Instances when paying a top-up fee could be considered are if your relative:
- would prefer to live in a care home that costs more than the council is prepared to pay or for genuine extras, such as living in a larger than standard room or with a better view
- wants to live in a more expensive area to be closer to family or friends and this wasn’t identified in the needs assessment
- was self-funding but is now eligible for local authority funding and wants to stay in the same home, which isn’t contracted to the council.
The third party will need to demonstrate they are able to pay the difference between the local authority’s standard rate and the care home’s actual fees.
Be aware of annual care home fee increases
If you are considering topping up your relative’s funding, it is important to be aware that when the care home increases its fees (usually annually), the local authority may not increase its standard rate by the same amount. This means the third-party top-up could become disproportionately more expensive.

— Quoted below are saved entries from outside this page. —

//! Meilisearch API client.
//!
//! Provides HTTP client for the Meilisearch REST API with bearer-key
//! authentication and task polling, plus the [`SearchIndex`] trait the sync
//! engine writes through. Documents cross the trait as JSON values so the
//! trait stays object-safe; the typed helpers at the bottom (de)serialize
//! them.

use crate::error::AppError;
use async_trait::async_trait;
use reqwest::{header, Client, Response, StatusCode};
use serde::de::DeserializeOwned;
use serde::{Deserialize, Serialize};
use serde_json::Value;
use std::time::{Duration, Instant};

/// Meilisearch client configuration.
#[derive(Debug, Clone)]
pub struct MeiliClientConfig {
    /// Base URL of the Meilisearch instance (e.g., `http://localhost:7700`).
    pub host: String,

    /// Master or API key.
    pub api_key: String,

    /// Request timeout in seconds.
    pub timeout_secs: u64,

    /// Delay between task status polls in milliseconds.
    pub task_poll_interval_ms: u64,

    /// Give up waiting for a task after this many seconds.
    pub task_timeout_secs: u64,
}

impl Default for MeiliClientConfig {
    fn default() -> Self {
        Self {
            host: String::new(),
            api_key: String::new(),
            timeout_secs: 60,
            task_poll_interval_ms: 50,
            task_timeout_secs: 300,
        }
    }
}

/// Meilisearch API client.
#[derive(Debug, Clone)]
pub struct MeiliClient {
    client: Client,
    config: MeiliClientConfig,
}

/// Index metadata from `GET /indexes/:uid`.
#[derive(Debug, Clone, Deserialize)]
#[serde(rename_all = "camelCase")]
pub struct IndexInfo {
    pub uid: String,
    pub primary_key: Option<String>,
}

/// Lifecycle status of an asynchronous task.
#[derive(Debug, Clone, Copy, PartialEq, Eq, Serialize, Deserialize)]
#[serde(rename_all = "camelCase")]
pub enum TaskStatus {
    Enqueued,
    Processing,
    Succeeded,
    Failed,
    Canceled,
}

impl TaskStatus {
    pub fn is_terminal(self) -> bool {
        matches!(self, Self::Succeeded | Self::Failed | Self::Canceled)
    }
}

impl std::fmt::Display for TaskStatus {
    fn fmt(&self, f: &mut std::fmt::Formatter<'_>) -> std::fmt::Result {
        match self {
            Self::Enqueued => write!(f, "enqueued"),
            Self::Processing => write!(f, "processing"),
            Self::Succeeded => write!(f, "succeeded"),
            Self::Failed => write!(f, "failed"),
            Self::Canceled => write!(f, "canceled"),
        }
    }
}

/// Summary returned when a write is accepted.
#[derive(Debug, Clone, Deserialize)]
#[serde(rename_all = "camelCase")]
pub struct TaskInfo {
    pub task_uid: u64,
    pub index_uid: Option<String>,
    pub status: TaskStatus,
}

/// Error details of a failed task.
#[derive(Debug, Clone, Deserialize)]
pub struct TaskError {
    pub message: String,
    #[serde(default)]
    pub code: String,
}

/// Full task from `GET /tasks/:uid`.
#[derive(Debug, Clone, Deserialize)]
pub struct Task {
    pub uid: u64,
    pub status: TaskStatus,
    #[serde(rename = "type", default)]
    pub task_type: String,
    pub error: Option<TaskError>,
}

impl Task {
    /// Turn anything but `succeeded` into an [`AppError::IndexTask`].
    pub fn ensure_succeeded(self) -> Result<Task, AppError> {
        if self.status == TaskStatus::Succeeded {
            return Ok(self);
        }

        let message = self
            .error
            .as_ref()
            .map(|e| e.message.clone())
            .unwrap_or_else(|| format!("{} task did not succeed", self.task_type));
        Err(AppError::index_task(self.uid, self.status.to_string(), message))
    }
}

/// The settings this service manages. Unset fields are left untouched on update.
#[derive(Debug, Clone, Default, PartialEq, Serialize, Deserialize)]
#[serde(rename_all = "camelCase")]
pub struct IndexSettings {
    #[serde(skip_serializing_if = "Option::is_none")]
    pub searchable_attributes: Option<Vec<String>>,

    #[serde(skip_serializing_if = "Option::is_none")]
    pub filterable_attributes: Option<Vec<String>>,

    #[serde(skip_serializing_if = "Option::is_none")]
    pub sortable_attributes: Option<Vec<String>>,

    #[serde(skip_serializing_if = "Option::is_none")]
    pub ranking_rules: Option<Vec<String>>,
}

/// Body of `POST /indexes/:uid/search`.
#[derive(Debug, Clone, Default, Serialize)]
#[serde(rename_all = "camelCase")]
pub struct SearchRequest {
    pub q: String,

    #[serde(skip_serializing_if = "Option::is_none")]
    pub limit: Option<usize>,

    /// Filter expressions, combined with AND.
    #[serde(skip_serializing_if = "Option::is_none")]
    pub filter: Option<Vec<String>>,

    /// Sort expressions, e.g. `updated_at:desc`.
    #[serde(skip_serializing_if = "Option::is_none")]
    pub sort: Option<Vec<String>>,

    #[serde(skip_serializing_if = "Option::is_none")]
    pub attributes_to_retrieve: Option<Vec<String>>,
}

/// Search response.
#[derive(Debug, Clone, Default, Deserialize)]
#[serde(rename_all = "camelCase")]
pub struct SearchResponse {
    #[serde(default)]
    pub hits: Vec<Value>,

    pub estimated_total_hits: Option<u64>,
}

/// Meilisearch error body.
#[derive(Debug, Deserialize)]
struct MeiliErrorBody {
    message: String,
    #[serde(default)]
    code: Option<String>,
}

/// Search index operations the sync engine depends on.
///
/// Implementations must be safe to share between concurrent fetch tasks.
#[async_trait]
pub trait SearchIndex: Send + Sync {
    /// Get index metadata, `None` when the index does not exist.
    async fn get_index(&self, uid: &str) -> Result<Option<IndexInfo>, AppError>;

    /// Create an index with the given primary key.
    async fn create_index(&self, uid: &str, primary_key: &str) -> Result<TaskInfo, AppError>;

    /// Read the live settings of an index.
    async fn get_settings(&self, uid: &str) -> Result<IndexSettings, AppError>;

    /// Submit a settings update.
    async fn update_settings(
        &self,
        uid: &str,
        settings: &IndexSettings,
    ) -> Result<TaskInfo, AppError>;

    /// Wait until a task reaches a terminal status.
    async fn wait_for_task(&self, task: &TaskInfo) -> Result<Task, AppError>;

    /// Get a document by primary key, `None` when it does not exist.
    async fn get_document(&self, uid: &str, id: &str) -> Result<Option<Value>, AppError>;

    /// Add or replace a batch of documents.
    async fn add_documents(&self, uid: &str, documents: &[Value]) -> Result<TaskInfo, AppError>;

    /// Run a search query.
    async fn search(&self, uid: &str, request: &SearchRequest)
        -> Result<SearchResponse, AppError>;
}

impl MeiliClient {
    /// Create a new Meilisearch client.
    pub fn new(config: MeiliClientConfig) -> Result<Self, AppError> {
        let mut headers = header::HeaderMap::new();

        let auth_value = header::HeaderValue::from_str(&format!("Bearer {}", config.api_key))
            .map_err(|_| AppError::invalid_input_field("Invalid API key format", "MEILI_MASTER_KEY"))?;
        headers.insert(header::AUTHORIZATION, auth_value);

        let client = Client::builder()
            .default_headers(headers)
            .timeout(Duration::from_secs(config.timeout_secs))
            .build()
            .map_err(|e| AppError::internal(format!("Failed to build HTTP client: {}", e)))?;

        Ok(Self { client, config })
    }

    fn url(&self, path: &str) -> String {
        format!("{}{}", self.config.host.trim_end_matches('/'), path)
    }

    fn transport_error(err: reqwest::Error) -> AppError {
        if err.is_timeout() {
            AppError::index_api("Search index request timed out")
        } else {
            AppError::index_api(format!("Failed to reach search index: {}", err))
        }
    }

    /// Handle API response errors.
    async fn handle_response<T: DeserializeOwned>(
        &self,
        response: Response,
        endpoint: &str,
    ) -> Result<T, AppError> {
        let status = response.status();

        if status.is_success() {
            return response.json::<T>().await.map_err(|e| {
                AppError::index_api(format!("Failed to parse response from {}: {}", endpoint, e))
            });
        }

        let body = response.text().await.unwrap_or_default();
        match serde_json::from_str::<MeiliErrorBody>(&body) {
            Ok(err) => Err(AppError::index_api_full(err.message, status.as_u16(), err.code)),
            Err(_) => Err(AppError::index_api_full(
                format!("Request to {} failed ({}): {}", endpoint, status.as_u16(), body),
                status.as_u16(),
                None,
            )),
        }
    }

    /// Fetch the current state of a task.
    pub async fn get_task(&self, task_uid: u64) -> Result<Task, AppError> {
        let endpoint = format!("/tasks/{}", task_uid);
        let response = self
            .client
            .get(self.url(&endpoint))
            .send()
            .await
            .map_err(Self::transport_error)?;
        self.handle_response(response, &endpoint).await
    }
}

#[async_trait]
impl SearchIndex for MeiliClient {
    async fn get_index(&self, uid: &str) -> Result<Option<IndexInfo>, AppError> {
        let endpoint = format!("/indexes/{}", urlencoding::encode(uid));
        let response = self
            .client
            .get(self.url(&endpoint))
            .send()
            .await
            .map_err(Self::transport_error)?;

        if response.status() == StatusCode::NOT_FOUND {
            return Ok(None);
        }
        self.handle_response(response, &endpoint).await.map(Some)
    }

    async fn create_index(&self, uid: &str, primary_key: &str) -> Result<TaskInfo, AppError> {
        let endpoint = "/indexes";
        let response = self
            .client
            .post(self.url(endpoint))
            .json(&serde_json::json!({ "uid": uid, "primaryKey": primary_key }))
            .send()
            .await
            .map_err(Self::transport_error)?;
        self.handle_response(response, endpoint).await
    }

    async fn get_settings(&self, uid: &str) -> Result<IndexSettings, AppError> {
        let endpoint = format!("/indexes/{}/settings", urlencoding::encode(uid));
        let response = self
            .client
            .get(self.url(&endpoint))
            .send()
            .await
            .map_err(Self::transport_error)?;
        self.handle_response(response, &endpoint).await
    }

    async fn update_settings(
        &self,
        uid: &str,
        settings: &IndexSettings,
    ) -> Result<TaskInfo, AppError> {
        let endpoint = format!("/indexes/{}/settings", urlencoding::encode(uid));
        let response = self
            .client
            .patch(self.url(&endpoint))
            .json(settings)
            .send()
            .await
            .map_err(Self::transport_error)?;
        self.handle_response(response, &endpoint).await
    }

    async fn wait_for_task(&self, task: &TaskInfo) -> Result<Task, AppError> {
        let started = Instant::now();
        let timeout = Duration::from_secs(self.config.task_timeout_secs);
        let poll_interval = Duration::from_millis(self.config.task_poll_interval_ms);

        loop {
            let current = self.get_task(task.task_uid).await?;
            if current.status.is_terminal() {
                return Ok(current);
            }

            if started.elapsed() >= timeout {
                return Err(AppError::index_api(format!(
                    "Timed out waiting for task {} (last status: {})",
                    task.task_uid, current.status
                )));
            }

            tokio::time::sleep(poll_interval).await;
        }
    }

    async fn get_document(&self, uid: &str, id: &str) -> Result<Option<Value>, AppError> {
        let endpoint = format!(
            "/indexes/{}/documents/{}",
            urlencoding::encode(uid),
            urlencoding::encode(id)
        );
        let response = self
            .client
            .get(self.url(&endpoint))
            .query(&[("fields", "*")])
            .send()
            .await
            .map_err(Self::transport_error)?;

        if response.status() == StatusCode::NOT_FOUND {
            return Ok(None);
        }
        self.handle_response(response, &endpoint).await.map(Some)
    }

    async fn add_documents(&self, uid: &str, documents: &[Value]) -> Result<TaskInfo, AppError> {
        let endpoint = format!("/indexes/{}/documents", urlencoding::encode(uid));
        let response = self
            .client
            .post(self.url(&endpoint))
            .json(documents)
            .send()
            .await
            .map_err(Self::transport_error)?;
        self.handle_response(response, &endpoint).await
    }

    async fn search(
        &self,
        uid: &str,
        request: &SearchRequest,
    ) -> Result<SearchResponse, AppError> {
        let endpoint = format!("/indexes/{}/search", urlencoding::encode(uid));
        let response = self
            .client
            .post(self.url(&endpoint))
            .json(request)
            .send()
            .await
            .map_err(Self::transport_error)?;
        self.handle_response(response, &endpoint).await
    }
}

// Typed helpers over the JSON boundary

/// Get a document and deserialize it.
///
/// A stored document that no longer matches `T` counts as absent, so it gets
/// rewritten on the next sync.
pub async fn get_typed_document<T, I>(index: &I, uid: &str, id: &str) -> Result<Option<T>, AppError>
where
    T: DeserializeOwned,
    I: SearchIndex + ?Sized,
{
    Ok(index
        .get_document(uid, id)
        .await?
        .and_then(|value| serde_json::from_value(value).ok()))
}

/// Serialize and submit a batch of documents.
pub async fn add_typed_documents<T, I>(index: &I, uid: &str, documents: &[T]) -> Result<TaskInfo, AppError>
where
    T: Serialize,
    I: SearchIndex + ?Sized,
{
    let values = documents
        .iter()
        .map(serde_json::to_value)
        .collect::<Result<Vec<_>, _>>()?;
    index.add_documents(uid, &values).await
}

/// Run a search and deserialize the hits.
pub async fn search_typed<T, I>(index: &I, uid: &str, request: &SearchRequest) -> Result<Vec<T>, AppError>
where
    T: DeserializeOwned,
    I: SearchIndex + ?Sized,
{
    let response = index.search(uid, request).await?;
    response
        .hits
        .into_iter()
        .map(|hit| {
            serde_json::from_value(hit)
                .map_err(|e| AppError::index_api(format!("Unexpected document in {}: {}", uid, e)))
        })
        .collect()
}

If you find that you (or whoever is paying the top-up fee) can no longer afford it, you should tell the local authority. Before deciding what to do, the council will have to carry out a new needs assessment. As a part of this, the impact of moving your relative to a new home - if this were necessary - would be taken into consideration. Until the decision was made, the local authority would be responsible for paying all the fees.
The paperwork for third-party top-up payments
Whoever is paying the top-up fee will need to sign a written agreement with the local authority.
It might be the case that a care home suggests the top-up is paid to them, but the government suggests the contract rests with the council, who will invoice the third party for their contribution to the overall fee.
The written agreement with the local authority should include:
- notification of how much the top-up payment will be
- how often the payment will be reviewed - this should be annually
- how the costs will be shared if the care home puts up its fees in the future
- what might happen if the person paying the top-up fees can no longer afford the top-up. In this instance, the local authority would become responsible for covering the fees while they investigate the impact of potentially moving your relative to a cheaper care home.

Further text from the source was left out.